WASHINGTON -- An obscure religious group said Friday that it would move its efforts to clone a human being offshore after the Food and Drug Administration paid a surprise visit to its laboratory and warned that cloning could not be done without agency permission.
Brigitte Boisselier, who leads the Raelian Movement's cloning project, said FDA officials discovered the secret location of the lab and made an inspection in mid-April.
She said that technicians there were working with biological material from cows, which is legal.
"They couldn't find a human egg, and so they couldn't shut us down," Boisselier said. "In fact, the lab is still running here in the U.S., and we are still doing things that are legal."
FDA spokesman Lawrence Bachorik said Boisselier had signed an agreement "not to attempt cloning in the United States and not to do research using human eggs in the United States until the legality of human cloning is ascertained" by Congress or federal courts.
Human cloning is barred in several states, and Congress is now deciding whether to make it a federal crime.
The Raelian cloning effort received wide attention in March, when Boisselier discussed it at a congressional hearing.

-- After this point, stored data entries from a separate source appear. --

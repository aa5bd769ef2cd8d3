// SPDX-License-Identifier: MIT OR Apache-2.0
//! Folding trial buckets into per-metric summary points.
//!
//! Each bucket becomes one `(low, center, high)` point at `x = n * r`.
//! `center` is the mean throughput and `low`/`high` are the non-negative
//! distances from the mean down to the minimum and up to the maximum, ready
//! to be drawn as asymmetric error bars.
//!
//! With [`Grouping::Merged`] the `m` dimension does not take part in the
//! x-coordinate, so two keys differing only in `m` collide and the one folded
//! last replaces the other. Those replacements are counted in
//! [`Summary::overwrites`].

use crate::bucket::TrialBuckets;
use crate::coord::{Coord, SizeKey};
use indexmap::{IndexMap, IndexSet};
use tracing::{info, warn};

/// Aggregated error-bar point
#[derive(Debug, Clone, Copy, PartialEq)]
pub struct SummaryPoint {
    /// Distance from `center` down to the smallest sample, floored at zero
    pub low: f64,
    /// Mean of the samples
    pub center: f64,
    /// Distance from `center` up to the largest sample, floored at zero
    pub high: f64,
}

impl SummaryPoint {
    /// Summarize a non-empty sample; `None` for an empty one
    #[must_use]
    pub fn from_values(values: &[f64]) -> Option<Self> {
        if values.is_empty() {
            return None;
        }
        let center = values.iter().sum::<f64>() / values.len() as f64;
        let min = values.iter().copied().fold(f64::INFINITY, f64::min);
        let max = values.iter().copied().fold(f64::NEG_INFINITY, f64::max);
        Some(Self {
            low: (center - min).max(0.0),
            center,
            high: (max - center).max(0.0),
        })
    }

    /// Bottom of the error bar
    #[must_use]
    pub fn lower(&self) -> f64 {
        self.center - self.low
    }

    /// Top of the error bar
    #[must_use]
    pub fn upper(&self) -> f64 {
        self.center + self.high
    }
}

/// How size keys map onto series and x-coordinates
#[derive(Debug, Clone, Copy, PartialEq, Eq, Default)]
pub enum Grouping {
    /// One series per metric at `x = n * r`; colliding keys overwrite
    #[default]
    Merged,
    /// One series per metric and `m` value; only keys sharing both `m` and
    /// `n * r` still collide
    SplitByM,
}

/// Options for [`Summary::fold`]
#[derive(Debug, Clone, Copy, Default)]
pub struct FoldOptions {
    /// Series grouping
    pub grouping: Grouping,
    /// Order x-coordinates numerically instead of by first insertion
    pub sort_by_x: bool,
}

/// Points of a single series keyed by x-coordinate
#[derive(Debug, Clone, Default, PartialEq)]
pub struct Series {
    points: IndexMap<Coord, SummaryPoint>,
}

impl Series {
    /// Number of points
    #[must_use]
    pub fn len(&self) -> usize {
        self.points.len()
    }

    /// Whether the series has no points
    #[must_use]
    pub fn is_empty(&self) -> bool {
        self.points.is_empty()
    }

    /// Point at `x`
    #[must_use]
    pub fn get(&self, x: f64) -> Option<&SummaryPoint> {
        self.points.get(&Coord::new(x))
    }

    /// Points in plotting order
    pub fn iter(&self) -> impl Iterator<Item = (f64, &SummaryPoint)> + '_ {
        self.points.iter().map(|(x, p)| (x.get(), p))
    }

    fn sort_by_x(&mut self) {
        self.points.sort_by(|a, _, b, _| a.get().total_cmp(&b.get()));
    }
}

/// Summary points for every series
#[derive(Debug, Clone, Default, PartialEq)]
pub struct Summary {
    series: IndexMap<String, Series>,
    overwrites: usize,
}

impl Summary {
    /// Fold trial buckets into summary points
    #[must_use]
    pub fn fold(buckets: &TrialBuckets, options: FoldOptions) -> Self {
        let mut summary = Self::default();
        for (key, metric, values) in buckets.iter() {
            let Some(point) = SummaryPoint::from_values(values) else {
                continue;
            };
            let name = match options.grouping {
                Grouping::Merged => metric.to_owned(),
                Grouping::SplitByM => format!("{metric} (m={})", key.m),
            };
            summary.insert(name, key, point);
        }
        if options.sort_by_x {
            summary.sort_by_x();
        }
        info!(
            series = summary.series.len(),
            overwrites = summary.overwrites,
            "folded summary"
        );
        summary
    }

    fn insert(&mut self, name: String, key: SizeKey, point: SummaryPoint) {
        let x = key.x();
        let series = self.series.entry(name).or_default();
        if series.points.insert(x, point).is_some() {
            self.overwrites += 1;
            warn!(
                %key,
                x = x.get(),
                "summary point replaced by a later key with the same n * r"
            );
        }
    }

    /// Number of series
    #[must_use]
    pub fn len(&self) -> usize {
        self.series.len()
    }

    /// Whether there are no series
    #[must_use]
    pub fn is_empty(&self) -> bool {
        self.series.is_empty()
    }

    /// Series by name
    #[must_use]
    pub fn get(&self, name: &str) -> Option<&Series> {
        self.series.get(name)
    }

    /// Series in first-insertion order
    pub fn iter(&self) -> impl Iterator<Item = (&str, &Series)> + '_ {
        self.series.iter().map(|(name, s)| (name.as_str(), s))
    }

    /// How many points were replaced by a colliding key
    #[must_use]
    pub const fn overwrites(&self) -> usize {
        self.overwrites
    }

    /// Order every series by x-coordinate
    pub fn sort_by_x(&mut self) {
        for series in self.series.values_mut() {
            series.sort_by_x();
        }
    }

    /// Union of x-coordinates over all series, first occurrence first
    #[must_use]
    pub fn x_coordinates(&self) -> Vec<f64> {
        let mut seen: IndexSet<Coord> = IndexSet::new();
        for series in self.series.values() {
            seen.extend(series.points.keys().copied());
        }
        seen.into_iter().map(Coord::get).collect()
    }
}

She told lawmakers that the group had established a laboratory, hired staff and intended to work toward cloning a boy who had died of a heart defect at the age of 10 months.
Boisselier said the group may go to federal court to challenge the FDA's jurisdiction over cloning, said Boisselier, a chemist.
Neither Boisselier nor the FDA would give the location of the laboratory. Boisselier said five people are working there.
Raelians are led by the Frenchman Claude Vorilhon, who took the name Rael after claiming that he witnessed a UFO landing in 1973.